A significant concern lies in fertiliser supplies. Estimates indicate that India faces roughly a 20–25 per cent risk of disruption in fertiliser imports due to the conflict and the tensions surrounding the Strait of Hormuz. Similar to crude oil, fertiliser shipments from Gulf countries such as the UAE, Qatar, Saudi Arabia and Oman typically pass through this crucial maritime route.
Given the importance of agriculture to the country’s economy, such exposure is far from minor. Around 63 per cent of India’s nitrogen fertiliser imports — including urea and ammonia — originate from these Gulf nations. Additionally, about 32 per cent of the country’s imports of di-ammonium phosphate (DAP) come from the same region. Saudi Arabia alone accounts for roughly 42 per cent of India’s potash imports.
Interestingly, Iran’s direct contribution to India’s fertiliser imports remains small. For instance, in 2024 India purchased urea worth around US$231 million from the UAE, Saudi Arabia and Qatar combined, while imports from Iran were valued at just US$2.59 million.
The problem therefore is not direct reliance on Iran but the route through which fertilisers from other Gulf suppliers reach India. Most shipments move through the Strait of Hormuz, and any disruption in this passage can slow or block deliveries.

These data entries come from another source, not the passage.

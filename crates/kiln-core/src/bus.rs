//! Event Bus
//!
//! In-order, synchronous publish/subscribe channel. Every lifecycle component
//! talks to the others only through here.
//!
//! `publish` snapshots the handlers subscribed to the event's topic and calls
//! them in subscription order before returning. A handler may publish again;
//! the nested publish runs to completion first (depth-first). Subscriptions
//! made during a publish only see later publishes.

use std::sync::Arc;
use std::sync::atomic::{AtomicU64, Ordering};

use parking_lot::Mutex;
use tracing::{debug, trace};
use wildmatch::WildMatch;

use crate::config::Config;
use crate::error::BootResult;
use crate::files::FileRecord;
use crate::scripts::ScriptRecord;

// ─────────────────────────────────────────────────────────────────────────────
// Topics
// ─────────────────────────────────────────────────────────────────────────────

/// Named topics of the public event vocabulary
#[derive(Debug, Clone, Copy, PartialEq, Eq, Hash)]
pub enum Topic {
    Configured,
    PluginRegistered,
    PluginStarted,
    RuntimeLoaded,
    RuntimeReady,
    ScriptDiscovered,
    ScriptLoaded,
    EvalScript,
    FileFetched,
    FilesLoaded,
    Finished,
    Print,
}

impl Topic {
    pub const ALL: [Topic; 12] = [
        Topic::Configured,
        Topic::PluginRegistered,
        Topic::PluginStarted,
        Topic::RuntimeLoaded,
        Topic::RuntimeReady,
        Topic::ScriptDiscovered,
        Topic::ScriptLoaded,
        Topic::EvalScript,
        Topic::FileFetched,
        Topic::FilesLoaded,
        Topic::Finished,
        Topic::Print,
    ];

    pub fn as_str(&self) -> &'static str {
        match self {
            Topic::Configured => "configured",
            Topic::PluginRegistered => "plugin-registered",
            Topic::PluginStarted => "plugin-started",
            Topic::RuntimeLoaded => "runtime-loaded",
            Topic::RuntimeReady => "runtime-ready",
            Topic::ScriptDiscovered => "script-discovered",
            Topic::ScriptLoaded => "script-loaded",
            Topic::EvalScript => "eval-script",
            Topic::FileFetched => "file-fetched",
            Topic::FilesLoaded => "files-loaded",
            Topic::Finished => "finished",
            Topic::Print => "print",
        }
    }
}

impl std::fmt::Display for Topic {
    fn fmt(&self, f: &mut std::fmt::Formatter<'_>) -> std::fmt::Result {
        f.write_str(self.as_str())
    }
}

// ─────────────────────────────────────────────────────────────────────────────
// Events
// ─────────────────────────────────────────────────────────────────────────────

/// An event and its payload
#[derive(Debug, Clone)]
pub enum Event {
    /// Config has been merged with overrides
    Configured(Arc<Config>),
    PluginRegistered { name: String },
    PluginStarted { name: String },
    /// Runtime code finished downloading
    RuntimeLoaded { name: String },
    /// Runtime booted and can evaluate code
    RuntimeReady { name: String },
    /// A collaborator found a code fragment
    ScriptDiscovered(ScriptRecord),
    /// A code fragment's source is available
    ScriptLoaded(ScriptRecord),
    EvalScript(ScriptRecord),
    FileFetched(FileRecord),
    FilesLoaded { count: usize },
    Finished,
    /// Output captured from the interpreter
    Print(String),
}

impl Event {
    pub fn topic(&self) -> Topic {
        match self {
            Event::Configured(_) => Topic::Configured,
            Event::PluginRegistered { .. } => Topic::PluginRegistered,
            Event::PluginStarted { .. } => Topic::PluginStarted,
            Event::RuntimeLoaded { .. } => Topic::RuntimeLoaded,
            Event::RuntimeReady { .. } => Topic::RuntimeReady,
            Event::ScriptDiscovered(_) => Topic::ScriptDiscovered,
            Event::ScriptLoaded(_) => Topic::ScriptLoaded,
            Event::EvalScript(_) => Topic::EvalScript,
            Event::FileFetched(_) => Topic::FileFetched,
            Event::FilesLoaded { .. } => Topic::FilesLoaded,
            Event::Finished => Topic::Finished,
            Event::Print(_) => Topic::Print,
        }
    }
}

// ─────────────────────────────────────────────────────────────────────────────
// Subscriptions
// ─────────────────────────────────────────────────────────────────────────────

/// Callback invoked for each matching event
///
/// Returning an error stops the fan-out and fails the publish.
pub type Handler = Arc<dyn Fn(&Event) -> BootResult<()> + Send + Sync>;

enum Pattern {
    Exact(Topic),
    Glob(WildMatch),
}

impl Pattern {
    fn matches(&self, topic: Topic) -> bool {
        match self {
            Pattern::Exact(t) => *t == topic,
            Pattern::Glob(glob) => glob.matches(topic.as_str()),
        }
    }
}

struct Subscription {
    pattern: Pattern,
    handler: Handler,
}

#[derive(Default)]
struct BusInner {
    subscriptions: Mutex<Vec<Subscription>>,
    published: AtomicU64,
}

/// Publish/subscribe statistics
#[derive(Debug, Clone, Copy, PartialEq, Eq)]
pub struct BusStats {
    pub published: u64,
    pub subscribers: usize,
}

// ─────────────────────────────────────────────────────────────────────────────
// Event Bus
// ─────────────────────────────────────────────────────────────────────────────

/// Cloneable handle to a shared event bus
#[derive(Clone, Default)]
pub struct EventBus {
    inner: Arc<BusInner>,
}

impl EventBus {
    pub fn new() -> Self {
        Self::default()
    }

    /// Subscribe a handler to one topic
    pub fn subscribe<F>(&self, topic: Topic, handler: F)
    where
        F: Fn(&Event) -> BootResult<()> + Send + Sync + 'static,
    {
        self.add(Pattern::Exact(topic), Arc::new(handler));
    }

    /// Subscribe a handler to every topic whose name matches a glob
    /// (`"*"`, `"script-*"`, ...)
    pub fn subscribe_pattern<F>(&self, pattern: &str, handler: F)
    where
        F: Fn(&Event) -> BootResult<()> + Send + Sync + 'static,
    {
        self.add(Pattern::Glob(WildMatch::new(pattern)), Arc::new(handler));
    }

    fn add(&self, pattern: Pattern, handler: Handler) {
        self.inner
            .subscriptions
            .lock()
            .push(Subscription { pattern, handler });
    }

    /// Deliver an event to every current subscriber of its topic
    ///
    /// Returns the number of handlers invoked.
    pub fn publish(&self, event: Event) -> BootResult<usize> {
        let topic = event.topic();
        debug!(%topic, "publish");

        // Handlers run without the lock held so they can publish and subscribe.
        let handlers: Vec<Handler> = self
            .inner
            .subscriptions
            .lock()
            .iter()
            .filter(|s| s.pattern.matches(topic))
            .map(|s| Arc::clone(&s.handler))
            .collect();

        self.inner.published.fetch_add(1, Ordering::Relaxed);

        for handler in &handlers {
            handler(&event)?;
        }

        trace!(%topic, notified = handlers.len(), "published");
        Ok(handlers.len())
    }

    pub fn stats(&self) -> BusStats {
        BusStats {
            published: self.inner.published.load(Ordering::Relaxed),
            subscribers: self.inner.subscriptions.lock().len(),
        }
    }
}

impl std::fmt::Debug for EventBus {
    fn fmt(&self, f: &mut std::fmt::Formatter<'_>) -> std::fmt::Result {
        f.debug_struct("EventBus").field("stats", &self.stats()).finish()
    }
}

#[cfg(test)]
mod tests {
    use super::*;
    use crate::error::BootError;

    fn recorder(bus: &EventBus, pattern: &str) -> Arc<Mutex<Vec<String>>> {
        let log = Arc::new(Mutex::new(Vec::new()));
        let sink = Arc::clone(&log);
        bus.subscribe_pattern(pattern, move |event| {
            sink.lock().push(event.topic().to_string());
            Ok(())
        });
        log
    }

    #[test]
    fn test_topic_names() {
        assert_eq!(Topic::EvalScript.as_str(), "eval-script");
        assert_eq!(Topic::FilesLoaded.to_string(), "files-loaded");
        assert_eq!(Event::Finished.topic(), Topic::Finished);
    }

    #[test]
    fn test_handlers_run_in_subscription_order() {
        let bus = EventBus::new();
        let log = Arc::new(Mutex::new(Vec::new()));
        for i in 0..3 {
            let log = Arc::clone(&log);
            bus.subscribe(Topic::Finished, move |_| {
                log.lock().push(i);
                Ok(())
            });
        }

        assert_eq!(bus.publish(Event::Finished).unwrap(), 3);
        assert_eq!(*log.lock(), vec![0, 1, 2]);
    }

    #[test]
    fn test_only_matching_topic_is_delivered() {
        let bus = EventBus::new();
        let log = recorder(&bus, "script-*");

        bus.publish(Event::Finished).unwrap();
        bus.publish(Event::ScriptDiscovered(ScriptRecord::inline("1")))
            .unwrap();
        bus.publish(Event::ScriptLoaded(ScriptRecord::inline("1")))
            .unwrap();

        assert_eq!(*log.lock(), vec!["script-discovered", "script-loaded"]);
    }

    #[test]
    fn test_reentrant_publish_is_depth_first() {
        let bus = EventBus::new();
        let log = recorder(&bus, "*");

        let inner = bus.clone();
        bus.subscribe(Topic::RuntimeReady, move |_| {
            inner.publish(Event::Finished)?;
            Ok(())
        });
        let order = Arc::clone(&log);
        bus.subscribe(Topic::RuntimeReady, move |_| {
            order.lock().push("second-handler".into());
            Ok(())
        });

        bus.publish(Event::RuntimeReady { name: "x".into() }).unwrap();

        assert_eq!(
            *log.lock(),
            vec!["runtime-ready", "finished", "second-handler"]
        );
    }

    #[test]
    fn test_subscribe_during_publish_is_not_retroactive() {
        let bus = EventBus::new();
        let hits = Arc::new(Mutex::new(0));

        let b = bus.clone();
        let h = Arc::clone(&hits);
        bus.subscribe(Topic::Finished, move |_| {
            let h = Arc::clone(&h);
            b.subscribe(Topic::Finished, move |_| {
                *h.lock() += 1;
                Ok(())
            });
            Ok(())
        });

        bus.publish(Event::Finished).unwrap();
        assert_eq!(*hits.lock(), 0);
        bus.publish(Event::Finished).unwrap();
        assert_eq!(*hits.lock(), 1);
    }

    #[test]
    fn test_handler_error_stops_fan_out() {
        let bus = EventBus::new();
        bus.subscribe(Topic::Finished, |_| Err(BootError::Stalled));
        let log = recorder(&bus, "finished");

        let err = bus.publish(Event::Finished).unwrap_err();
        assert!(matches!(err, BootError::Stalled));
        assert!(log.lock().is_empty());
    }

    #[test]
    fn test_stats() {
        let bus = EventBus::new();
        let _log = recorder(&bus, "*");
        bus.publish(Event::Finished).unwrap();
        bus.publish(Event::Print("hi".into())).unwrap();

        let stats = bus.stats();
        assert_eq!(stats.published, 2);
        assert_eq!(stats.subscribers, 1);
    }
}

Although there have been fluctuations — such as a 21 per cent drop in overall urea imports in 2023 — the broader trend has been rising demand. Projections suggest fertiliser imports could reach a record high of about US$18 billion by FY26. Urea alone is expected to make up nearly 61 per cent of this figure, largely because its price is regulated by the government.
Agricultural cycles add further urgency. India follows two major cropping seasons — Kharif and Rabi — and with sowing for the Kharif season typically beginning in June and July, any supply shortfall or spike in prices could severely affect farmers. War-related factors such as higher shipping costs and insurance premiums may further increase the burden, potentially impacting food security.
To address these risks, diversification of suppliers appears essential, though viable options remain somewhat limited.
One possibility could be re-engaging with Ukraine, but even before the conflict there, India’s urea imports from that country were minimal.
More practical alternatives include Russia and China. However, India had previously shifted toward Gulf suppliers partly to reduce dependence on China. On the positive side, both Russia and China could supply fertilisers through routes that avoid the Strait of Hormuz.
India also sources fertilisers from countries such as Nigeria, Uzbekistan and Indonesia, though their contributions remain modest, each accounting for less than five per cent of India’s total urea imports.
Another long-term solution lies in boosting domestic production under the “Make in India” approach. Expanding local manufacturing could reduce exposure to global disruptions and strengthen supply security during international conflicts. India had earlier set a target of producing around 38 million tonnes of fertiliser domestically, with the aim of significantly cutting urea imports by 2025.
Yet this strategy presents its own challenge: natural gas, a key input in urea production. India depends heavily on gas imports from Qatar, the UAE and Oman — the very countries affected by the current tensions — and supplies from these sources have already declined since the conflict escalated.
According to a Reuters report citing industry sources, Petronet, India’s largest gas importer, recently informed state-run marketing companies that supplies could be reduced by as much as 30 per cent.
Despite these concerns, the outlook is not entirely bleak.
The government has maintained that fertiliser reserves remain strong and sufficient. On March 6, the Department of Fertilisers stated that supplies of urea, other fertilisers and natural gas would not face serious disruption even if imports from the Middle East declined. Analysts quoted by S&P Global suggested that the government may be willing to absorb higher import costs rather than risk dissatisfaction among farmers, especially with elections scheduled for April and May.